Review: “Tomorrowland” by Howard Good
I first came across the work of Howard Good when he sent a poem for inclusion in Read This Issue Fourteen. It was a subtle and beautiful piece without a doubt, but lurking behind it, there was a real sense of menace — of something more than a little sinister, brewing.
That would be a pretty good description of Good’s latest pamphlet, Tomorrowland, a collection of prose poetry published by the wonderful Achilles Chapbooks. Rather than being — like many a prose-poetry pamphlet collection I’ve seen — a series of disparate images or episodes, Tomorrowland is more like a collection of snapshots, all from the same source: an unsettling prediction of life somewhere in our own not-too-distant future.

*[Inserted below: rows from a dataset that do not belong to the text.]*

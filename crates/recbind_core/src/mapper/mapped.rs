//! Built, immutable type mappings.

use crate::error::{CoreError, CoreResult};
use crate::mapper::schema::{AttributeRole, Getter, Mapped, Schema, Setter};
use recbind_codec::{AttributeMap, Codec, CodecError, CodecRegistry, FieldValue, TypeDescriptor, Value};
use recbind_storage::{Expiration, PrimaryKey, RecordKey};
use std::collections::{BTreeMap, HashMap};
use std::fmt;
use std::sync::Arc;
use tracing::trace;

/// One attribute with its codec resolved.
pub struct MappedAttribute<T> {
    name: String,
    storage_name: String,
    ty: TypeDescriptor,
    role: AttributeRole,
    codec: Arc<dyn Codec>,
    getter: Getter<T>,
    setter: Setter<T>,
}

impl<T> MappedAttribute<T> {
    /// In-memory name.
    pub fn name(&self) -> &str {
        &self.name
    }

    /// Name used in the stored record.
    pub fn storage_name(&self) -> &str {
        &self.storage_name
    }

    /// Declared type.
    pub fn declared_type(&self) -> &TypeDescriptor {
        &self.ty
    }

    /// The attribute's role.
    pub fn role(&self) -> AttributeRole {
        self.role
    }

    /// Name of the bound codec.
    pub fn codec_name(&self) -> &'static str {
        self.codec.name()
    }

    /// Reads and encodes the attribute; `None` when the value is null.
    fn read(&self, owner: &str, object: &T) -> CoreResult<Option<Value>> {
        match (self.getter)(object) {
            FieldValue::Null => Ok(None),
            value => self
                .codec
                .to_storage(&self.ty, &value)
                .map(Some)
                .map_err(|e| CoreError::attribute(owner, &self.name, e)),
        }
    }

    /// Decodes and writes the attribute.
    fn write(&self, owner: &str, object: &mut T, value: &Value) -> CoreResult<()> {
        self.codec
            .from_storage(&self.ty, value)
            .and_then(|decoded| (self.setter)(object, decoded))
            .map_err(|e| CoreError::attribute(owner, &self.name, e))
    }
}

impl<T> fmt::Debug for MappedAttribute<T> {
    fn fmt(&self, f: &mut fmt::Formatter<'_>) -> fmt::Result {
        f.debug_struct("MappedAttribute")
            .field("name", &self.name)
            .field("storage_name", &self.storage_name)
            .field("ty", &self.ty)
            .field("role", &self.role)
            .field("codec", &self.codec.name())
            .finish_non_exhaustive()
    }
}

/// Location and write metadata carried by an object.
#[derive(Debug, Clone, Default, PartialEq, Eq)]
pub struct ObjectMetadata {
    /// Value of the primary-key attribute.
    pub key: Option<PrimaryKey>,
    /// Value of the collection-name attribute.
    pub collection: Option<String>,
    /// Value of the generation attribute.
    pub generation: Option<u32>,
    /// Value of the expiration attribute.
    pub expiration: Option<Expiration>,
}

/// The mapping of one type, built once and never mutated.
pub struct MappedType<T> {
    type_name: String,
    namespace: Option<String>,
    collection: Option<String>,
    default_key: Option<PrimaryKey>,
    attributes: Vec<MappedAttribute<T>>,
    by_storage_name: HashMap<String, usize>,
    key: Option<MappedAttribute<T>>,
    generation: Option<MappedAttribute<T>>,
    expiration: Option<MappedAttribute<T>>,
    collection_name: Option<MappedAttribute<T>>,
    catch_all: Option<MappedAttribute<T>>,
}

impl<T: Mapped> MappedType<T> {
    /// Builds the mapping from `T`'s schema, resolving every codec.
    ///
    /// # Errors
    ///
    /// Returns [`CoreError::UnsupportedType`] if any mapped attribute has
    /// no codec, or [`CoreError::InvalidSchema`] if the schema breaks a
    /// mapping rule.
    pub fn build(registry: &CodecRegistry) -> CoreResult<Self> {
        Self::from_schema(T::schema(), registry)
    }
}

impl<T> MappedType<T> {
    /// Builds the mapping from an explicit schema.
    ///
    /// # Errors
    ///
    /// See [`MappedType::build`].
    pub fn from_schema(schema: Schema<T>, registry: &CodecRegistry) -> CoreResult<Self> {
        let owner = schema.type_name;
        let mut mapped = Self {
            type_name: owner.clone(),
            namespace: schema.namespace,
            collection: schema.collection,
            default_key: schema.default_key,
            attributes: Vec::new(),
            by_storage_name: HashMap::new(),
            key: None,
            generation: None,
            expiration: None,
            collection_name: None,
            catch_all: None,
        };

        for attribute in schema.attributes.into_iter().filter(|a| !a.skipped) {
            let codec = registry
                .resolve(&attribute.ty, &attribute.options)
                .map_err(|e| match e {
                    CodecError::UnsupportedType { .. } => CoreError::UnsupportedType {
                        owner: owner.clone(),
                        attribute: attribute.name.clone(),
                        declared: attribute.ty.to_string(),
                    },
                    other => CoreError::attribute(&owner, &attribute.name, other),
                })?;

            let resolved = MappedAttribute {
                storage_name: attribute.storage_name.unwrap_or_else(|| attribute.name.clone()),
                name: attribute.name,
                ty: attribute.ty,
                role: attribute.role,
                codec,
                getter: attribute.getter,
                setter: attribute.setter,
            };

            let slot = match resolved.role {
                AttributeRole::Ordinary => {
                    if mapped.by_storage_name.contains_key(&resolved.storage_name) {
                        return Err(CoreError::invalid_schema(
                            &owner,
                            format!("duplicate storage name {:?}", resolved.storage_name),
                        ));
                    }
                    mapped
                        .by_storage_name
                        .insert(resolved.storage_name.clone(), mapped.attributes.len());
                    mapped.attributes.push(resolved);
                    continue;
                }
                AttributeRole::PrimaryKey => &mut mapped.key,
                AttributeRole::Generation => &mut mapped.generation,
                AttributeRole::Expiration => &mut mapped.expiration,
                AttributeRole::CollectionName => &mut mapped.collection_name,
                AttributeRole::CatchAll => {
                    if resolved.ty != TypeDescriptor::map(TypeDescriptor::Raw) {
                        return Err(CoreError::invalid_schema(
                            &owner,
                            format!("catch-all {} must be a map of raw values, not {}", resolved.name, resolved.ty),
                        ));
                    }
                    &mut mapped.catch_all
                }
            };
            if let Some(existing) = slot.as_ref() {
                return Err(CoreError::invalid_schema(
                    &owner,
                    format!(
                        "{} and {} are both flagged {:?}",
                        existing.name, resolved.name, resolved.role
                    ),
                ));
            }
            *slot = Some(resolved);
        }

        trace!(
            type_name = %mapped.type_name,
            attributes = mapped.attributes.len(),
            "built type mapping"
        );
        Ok(mapped)
    }

    /// The type's simple name.
    pub fn type_name(&self) -> &str {
        &self.type_name
    }

    /// Type-level default namespace.
    pub fn default_namespace(&self) -> Option<&str> {
        self.namespace.as_deref()
    }

    /// Type-level default collection; falls back to nothing.
    pub fn default_collection(&self) -> Option<&str> {
        self.collection.as_deref()
    }

    /// Type-level default key.
    pub fn default_key(&self) -> Option<&PrimaryKey> {
        self.default_key.as_ref()
    }

    /// Ordinary attributes, in declaration order.
    pub fn attributes(&self) -> &[MappedAttribute<T>] {
        &self.attributes
    }

    /// Finds an ordinary attribute by in-memory name.
    pub fn attribute(&self, name: &str) -> Option<&MappedAttribute<T>> {
        self.attributes.iter().find(|a| a.name == name)
    }

    /// Returns the attribute with `role`, for metadata roles and the
    /// catch-all bag.
    pub fn role_attribute(&self, role: AttributeRole) -> Option<&MappedAttribute<T>> {
        match role {
            AttributeRole::Ordinary => None,
            AttributeRole::PrimaryKey => self.key.as_ref(),
            AttributeRole::Generation => self.generation.as_ref(),
            AttributeRole::Expiration => self.expiration.as_ref(),
            AttributeRole::CollectionName => self.collection_name.as_ref(),
            AttributeRole::CatchAll => self.catch_all.as_ref(),
        }
    }

    /// Extracts the object's full snapshot.
    ///
    /// Null attributes are absent. Entries of the catch-all bag are
    /// merged in under their own names unless a mapped attribute
    /// already uses the name.
    ///
    /// # Errors
    ///
    /// Returns [`CoreError::Attribute`] if a value cannot be encoded.
    pub fn extract(&self, object: &T) -> CoreResult<AttributeMap> {
        let mut snapshot = AttributeMap::new();
        for attribute in &self.attributes {
            if let Some(value) = attribute.read(&self.type_name, object)? {
                snapshot.insert(attribute.storage_name.clone(), value);
            }
        }

        if let Some(bag) = &self.catch_all {
            if let Some(Value::Map(extra)) = bag.read(&self.type_name, object)? {
                for (name, value) in extra {
                    snapshot.entry(name).or_insert(value);
                }
            }
        }
        Ok(snapshot)
    }

    /// Injects stored attributes into the object.
    ///
    /// Stored attributes with no mapped counterpart go to the catch-all
    /// bag if the type has one, and are otherwise ignored.
    ///
    /// # Errors
    ///
    /// Returns [`CoreError::Attribute`] if a value cannot be decoded.
    pub fn inject(&self, object: &mut T, attributes: &AttributeMap) -> CoreResult<()> {
        let mut unmapped = BTreeMap::new();
        for (name, value) in attributes {
            match self.by_storage_name.get(name) {
                Some(&index) => self.attributes[index].write(&self.type_name, object, value)?,
                None if self.catch_all.is_some() => {
                    unmapped.insert(name.clone(), value.clone());
                }
                None => trace!(type_name = %self.type_name, attribute = %name, "ignoring unmapped attribute"),
            }
        }

        if let Some(bag) = &self.catch_all {
            bag.write(&self.type_name, object, &Value::Map(unmapped))?;
        }
        Ok(())
    }

    /// Reads the metadata attributes.
    ///
    /// # Errors
    ///
    /// Returns [`CoreError::Attribute`] if a metadata value has the wrong
    /// shape, e.g. a negative generation.
    pub fn metadata(&self, object: &T) -> CoreResult<ObjectMetadata> {
        let mut meta = ObjectMetadata::default();

        if let Some(attr) = &self.key {
            meta.key = match attr.read(&self.type_name, object)? {
                None => None,
                Some(Value::Text(s)) => Some(PrimaryKey::Text(s)),
                Some(Value::Integer(n)) => Some(PrimaryKey::Integer(n)),
                Some(Value::Bytes(b)) => Some(PrimaryKey::Opaque(b)),
                Some(other) => return Err(self.metadata_error(attr, "key", &other)),
            };
        }
        if let Some(attr) = &self.collection_name {
            meta.collection = match attr.read(&self.type_name, object)? {
                None => None,
                Some(Value::Text(s)) => Some(s),
                Some(other) => return Err(self.metadata_error(attr, "collection name", &other)),
            };
        }
        if let Some(attr) = &self.generation {
            meta.generation = match attr.read(&self.type_name, object)? {
                None => None,
                Some(Value::Integer(n)) => match u32::try_from(n) {
                    Ok(g) => Some(g),
                    Err(_) => return Err(CoreError::attribute(&self.type_name, &attr.name, CodecError::out_of_range(n, "u32"))),
                },
                Some(other) => return Err(self.metadata_error(attr, "generation", &other)),
            };
        }
        if let Some(attr) = &self.expiration {
            meta.expiration = match attr.read(&self.type_name, object)? {
                None => None,
                Some(Value::Integer(ttl)) => Some(Expiration::from_ttl(ttl)),
                Some(other) => return Err(self.metadata_error(attr, "expiration", &other)),
            };
        }
        Ok(meta)
    }

    /// Writes record metadata back into a freshly read object.
    ///
    /// The collection-name attribute receives the collection the record
    /// was read from.
    ///
    /// # Errors
    ///
    /// Returns [`CoreError::Attribute`] if an attribute cannot hold the
    /// value.
    pub fn inject_metadata(
        &self,
        object: &mut T,
        key: &RecordKey,
        generation: u32,
        expiration: Expiration,
    ) -> CoreResult<()> {
        if let Some(attr) = &self.key {
            let value = match &key.key {
                PrimaryKey::Text(s) => Value::Text(s.clone()),
                PrimaryKey::Integer(n) => Value::Integer(*n),
                PrimaryKey::Opaque(b) => Value::Bytes(b.clone()),
            };
            attr.write(&self.type_name, object, &value)?;
        }
        if let Some(attr) = &self.collection_name {
            attr.write(&self.type_name, object, &Value::Text(key.collection.clone()))?;
        }
        if let Some(attr) = &self.generation {
            attr.write(&self.type_name, object, &Value::Integer(i64::from(generation)))?;
        }
        if let Some(attr) = &self.expiration {
            attr.write(&self.type_name, object, &Value::Integer(expiration.as_ttl()))?;
        }
        Ok(())
    }

    /// Writes `generation` into the generation attribute, if the type
    /// has one. Returns whether it did.
    ///
    /// # Errors
    ///
    /// Returns [`CoreError::Attribute`] if the attribute cannot hold the
    /// value.
    pub fn inject_generation(&self, object: &mut T, generation: u32) -> CoreResult<bool> {
        match &self.generation {
            Some(attr) => {
                attr.write(&self.type_name, object, &Value::Integer(i64::from(generation)))?;
                Ok(true)
            }
            None => Ok(false),
        }
    }

    fn metadata_error(&self, attr: &MappedAttribute<T>, what: &str, found: &Value) -> CoreError {
        CoreError::attribute(
            &self.type_name,
            &attr.name,
            CodecError::unexpected_value(attr.codec.name(), format!("{} cannot be used as {what}", found.kind())),
        )
    }
}

impl<T> fmt::Debug for MappedType<T> {
    fn fmt(&self, f: &mut fmt::Formatter<'_>) -> fmt::Result {
        f.debug_struct("MappedType")
            .field("type_name", &self.type_name)
            .field("namespace", &self.namespace)
            .field("collection", &self.collection)
            .field("attributes", &self.attributes)
            .field("key", &self.key.as_ref().map(|a| &a.name))
            .finish_non_exhaustive()
    }
}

The book is by no means filled with gratuitous horror, but it is shot through with a sense of darkness that follows you persistently throughout the book. It opens with a stark but seemingly touching poem for a mother who has passed away — Good begins: “My mother scoops snow off the fire escape into the kitchen pot. Her hands dart like birds. I’m four, maybe five” (Love, Death, Etc). However, what starts out as a sweet childhood anecdote soon begins to curl up at the edges. In Part ii, Good tells how “only birds scatter at the approach of dark, and I try not to see too much, the forgeries and desecrations, or the black snow collecting on the floor of my heart.” This is a fine and deeply beautiful — if undeniably creepy — description of the process of mourning, but Good has more to say. In Part iii: “a year since the failed operation, the road into town smeared in blood and entrails”, and by Part iv, the image of the mother peering through a fence from the afterlife, “fingers hooked through the diamond-shaped links”, has become somehow quite disturbing. As you reach the end of this poem, you sense already that Tomorrowland is going to resemble something like an uncomfortable dream — achingly beautiful, but with something you can’t quite name lurking in the shadows.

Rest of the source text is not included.